Mensesneg Moerdiono saat itu yang paling getol mempersoalkan niat membentuk bank Islam ini. Sebagai ‘penjaga gerbang’ istana, Moerdiono banyak mengajukan pertanyaan berharga. Misalnya, kenapa untuk meningkatkan kualitas umat perlu mendirikan bank dengan system baru yang berpotensi menciptakan ‘maslah baru’ ? Apa sebenarnya filosofi dibelakang pendirian bank Islam: Apa betul untuk menghindarkan penganiayaan ? Lalu, bagaimana system tanpa bunga yang disebut bagi hasil itu bekerja ? Termasuk pertanyaan yang sangat menohok, perlukah MUI memiliki bank ? Bagaimana dengan pemodalnya ?[6]

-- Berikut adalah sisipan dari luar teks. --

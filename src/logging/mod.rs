//! Logging configuration and initialization
//!
//! The debug runtime reports through the `tracing` ecosystem. Benchmark
//! reports are emitted at INFO level, so a subscriber must be installed
//! (and must let INFO through) for `run_individual` output to be visible.
//! Console output goes to stderr; stdout is left to the caller.
//!
//! # Environment Variables
//!
//! - `RUST_LOG`: Standard tracing filter (e.g., "info", "graph_runtime_debug=debug")
//! - `GRAPH_DEBUG_LOG_LEVEL`: Simple log level (error, warn, info, debug, trace)
//! - `GRAPH_DEBUG_LOG_FORMAT`: Output format ("human" or "json")
//! - `GRAPH_DEBUG_LOG_FILE`: Optional file path for log output (always JSON)

use once_cell::sync::OnceCell;
use std::fs::File;
use std::path::{Path, PathBuf};
use thiserror::Error;
use tracing_subscriber::{
    fmt::{self, format::FmtSpan},
    layer::SubscriberExt,
    util::SubscriberInitExt,
    EnvFilter, Layer, Registry,
};

/// Global flag to track if tracing has been initialized
static TRACING_INITIALIZED: OnceCell<()> = OnceCell::new();

const LOG_LEVEL_ENV: &str = "GRAPH_DEBUG_LOG_LEVEL";
const LOG_FORMAT_ENV: &str = "GRAPH_DEBUG_LOG_FORMAT";
const LOG_FILE_ENV: &str = "GRAPH_DEBUG_LOG_FILE";

/// Errors that can occur during logging initialization
#[derive(Debug, Error)]
pub enum LoggingError {
    /// Invalid filter directive
    #[error("invalid log filter: {0}")]
    InvalidFilter(String),

    /// Failed to create log file directory
    #[error("failed to create log directory: {0}")]
    DirectoryCreationFailed(String),

    /// Failed to open log file
    #[error("failed to open log file: {0}")]
    FileOpenFailed(String),

    /// A global subscriber was already installed by someone else
    #[error("global subscriber already set: {0}")]
    AlreadySet(String),
}

/// Log level enumeration
#[derive(Debug, Clone, Copy, PartialEq, Eq, Default)]
pub enum LogLevel {
    Error,
    Warn,
    /// Default: benchmark reports are INFO
    #[default]
    Info,
    Debug,
    Trace,
}

impl LogLevel {
    /// Parse from string
    pub fn parse(s: &str) -> Option<Self> {
        match s.trim().to_lowercase().as_str() {
            "error" => Some(LogLevel::Error),
            "warn" | "warning" => Some(LogLevel::Warn),
            "info" => Some(LogLevel::Info),
            "debug" => Some(LogLevel::Debug),
            "trace" => Some(LogLevel::Trace),
            _ => None,
        }
    }

    pub fn as_filter_str(&self) -> &'static str {
        match self {
            LogLevel::Error => "error",
            LogLevel::Warn => "warn",
            LogLevel::Info => "info",
            LogLevel::Debug => "debug",
            LogLevel::Trace => "trace",
        }
    }
}

/// Log format enumeration
#[derive(Debug, Clone, Copy, PartialEq, Eq, Default)]
pub enum LogFormat {
    /// Human-readable output (default)
    #[default]
    Human,
    /// JSON structured output
    Json,
}

impl LogFormat {
    pub fn parse(s: &str) -> Option<Self> {
        match s.trim().to_lowercase().as_str() {
            "human" | "pretty" | "console" => Some(LogFormat::Human),
            "json" | "structured" => Some(LogFormat::Json),
            _ => None,
        }
    }
}

/// Logging configuration
#[derive(Debug, Clone, Default)]
pub struct LoggingConfig {
    pub level: LogLevel,
    pub format: LogFormat,
    /// Include file/line in console output
    pub with_file_info: bool,
    /// Emit span close events (with busy/idle timings)
    pub with_span_events: bool,
    /// Additional JSON log file
    pub log_file: Option<PathBuf>,
}

impl LoggingConfig {
    pub fn new() -> Self {
        Self::default()
    }

    /// Build a configuration from the `GRAPH_DEBUG_LOG_*` variables
    pub fn from_env() -> Self {
        let mut config = LoggingConfig::new();
        if let Some(level) = std::env::var(LOG_LEVEL_ENV)
            .ok()
            .and_then(|s| LogLevel::parse(&s))
        {
            config.level = level;
        }
        if let Some(format) = std::env::var(LOG_FORMAT_ENV)
            .ok()
            .and_then(|s| LogFormat::parse(&s))
        {
            config.format = format;
        }
        config.log_file = std::env::var(LOG_FILE_ENV).ok().map(PathBuf::from);
        config
    }

    pub fn with_level(mut self, level: LogLevel) -> Self {
        self.level = level;
        self
    }

    pub fn with_format(mut self, format: LogFormat) -> Self {
        self.format = format;
        self
    }

    pub fn with_file_info(mut self, with_file_info: bool) -> Self {
        self.with_file_info = with_file_info;
        self
    }

    pub fn with_span_events(mut self, with_span_events: bool) -> Self {
        self.with_span_events = with_span_events;
        self
    }

    pub fn with_log_file(mut self, path: PathBuf) -> Self {
        self.log_file = Some(path);
        self
    }
}

/// Initialize logging from the environment, ignoring failures.
///
/// Idempotent: only the first call installs a subscriber.
pub fn init_logging_default() {
    init_with_config(&LoggingConfig::from_env());
}

/// Initialize logging with a custom configuration.
///
/// Idempotent: only the first call installs a subscriber. Errors are
/// reported on stderr since no subscriber exists yet to log them.
pub fn init_with_config(config: &LoggingConfig) {
    TRACING_INITIALIZED.get_or_init(|| {
        if let Err(e) = try_init(config) {
            eprintln!("graph-runtime-debug: logging disabled: {e}");
        }
    });
}

fn try_init(config: &LoggingConfig) -> Result<(), LoggingError> {
    let filter = build_env_filter(config.level)?;
    let spans = if config.with_span_events {
        FmtSpan::CLOSE
    } else {
        FmtSpan::NONE
    };

    let mut layers: Vec<Box<dyn Layer<Registry> + Send + Sync>> = Vec::with_capacity(2);
    layers.push(match config.format {
        LogFormat::Human => fmt::layer()
            .with_writer(std::io::stderr)
            .with_target(true)
            .with_file(config.with_file_info)
            .with_line_number(config.with_file_info)
            .with_span_events(spans.clone())
            .boxed(),
        LogFormat::Json => fmt::layer()
            .json()
            .with_writer(std::io::stderr)
            .with_target(false)
            .with_file(config.with_file_info)
            .with_line_number(config.with_file_info)
            .with_span_events(spans.clone())
            .boxed(),
    });

    if let Some(path) = &config.log_file {
        layers.push(
            fmt::layer()
                .json()
                .with_writer(std::sync::Mutex::new(open_log_file(path)?))
                .with_target(false)
                .with_file(true)
                .with_line_number(true)
                .with_ansi(false)
                .with_span_events(spans)
                .boxed(),
        );
    }

    tracing_subscriber::registry()
        .with(layers)
        .with(filter)
        .try_init()
        .map_err(|e| LoggingError::AlreadySet(e.to_string()))
}

fn open_log_file(path: &Path) -> Result<File, LoggingError> {
    if let Some(parent) = path.parent() {
        std::fs::create_dir_all(parent)
            .map_err(|e| LoggingError::DirectoryCreationFailed(e.to_string()))?;
    }
    std::fs::OpenOptions::new()
        .create(true)
        .append(true)
        .open(path)
        .map_err(|e| LoggingError::FileOpenFailed(e.to_string()))
}

/// `RUST_LOG` wins over the configured level.
fn build_env_filter(default_level: LogLevel) -> Result<EnvFilter, LoggingError> {
    match std::env::var("RUST_LOG") {
        Ok(directives) => {
            EnvFilter::try_new(directives).map_err(|e| LoggingError::InvalidFilter(e.to_string()))
        }
        Err(_) => Ok(EnvFilter::new(default_level.as_filter_str())),
    }
}

/// Check if tracing has been initialized through this module
pub fn is_initialized() -> bool {
    TRACING_INITIALIZED.get().is_some()
}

Sekalipun banyak menuai kritik dari berbagai kalangan, tetapi akhirnya pada tanggal 1 November 1991. TIM dari MUI telah berhasil mewujudkan “Akte Pendirian PT. BMI”. dimana pada saat penandatanganan waktu itu, telah terkumpul komitmen pembelian saham sebesar Rp. 84 Miliar. Namun pada tahun tersebut BMI masih belum beroperasi, baru pada tahun 1992 BMI mulai operasional.[7]
Dengan lahirnya lembaga keuangan syari’ah yang dimulai oleh BMI ini, akhirnya mendorong di berbagai lembaga keuangan di Indonesia untuk mengoperasionalkan dengan sistem syari’ah, maka lahir baitul mal wa al–tamwil (BMT), asuransi syari’ah, pegadaian syari’ah, dan lain sebagainya. Sebagai harapan, lahirnya lembaga keuangan dan jasa dengan sistem syari’ah ini, mampu memberikan kemajuan dalam pembangunan perekonomian umat Islam di Indonesia, namun ternyata sampai saat ini belum juga bisa membebaskan masyarakat muslim Indonesia terjerat dari lingkaran kemiskinan.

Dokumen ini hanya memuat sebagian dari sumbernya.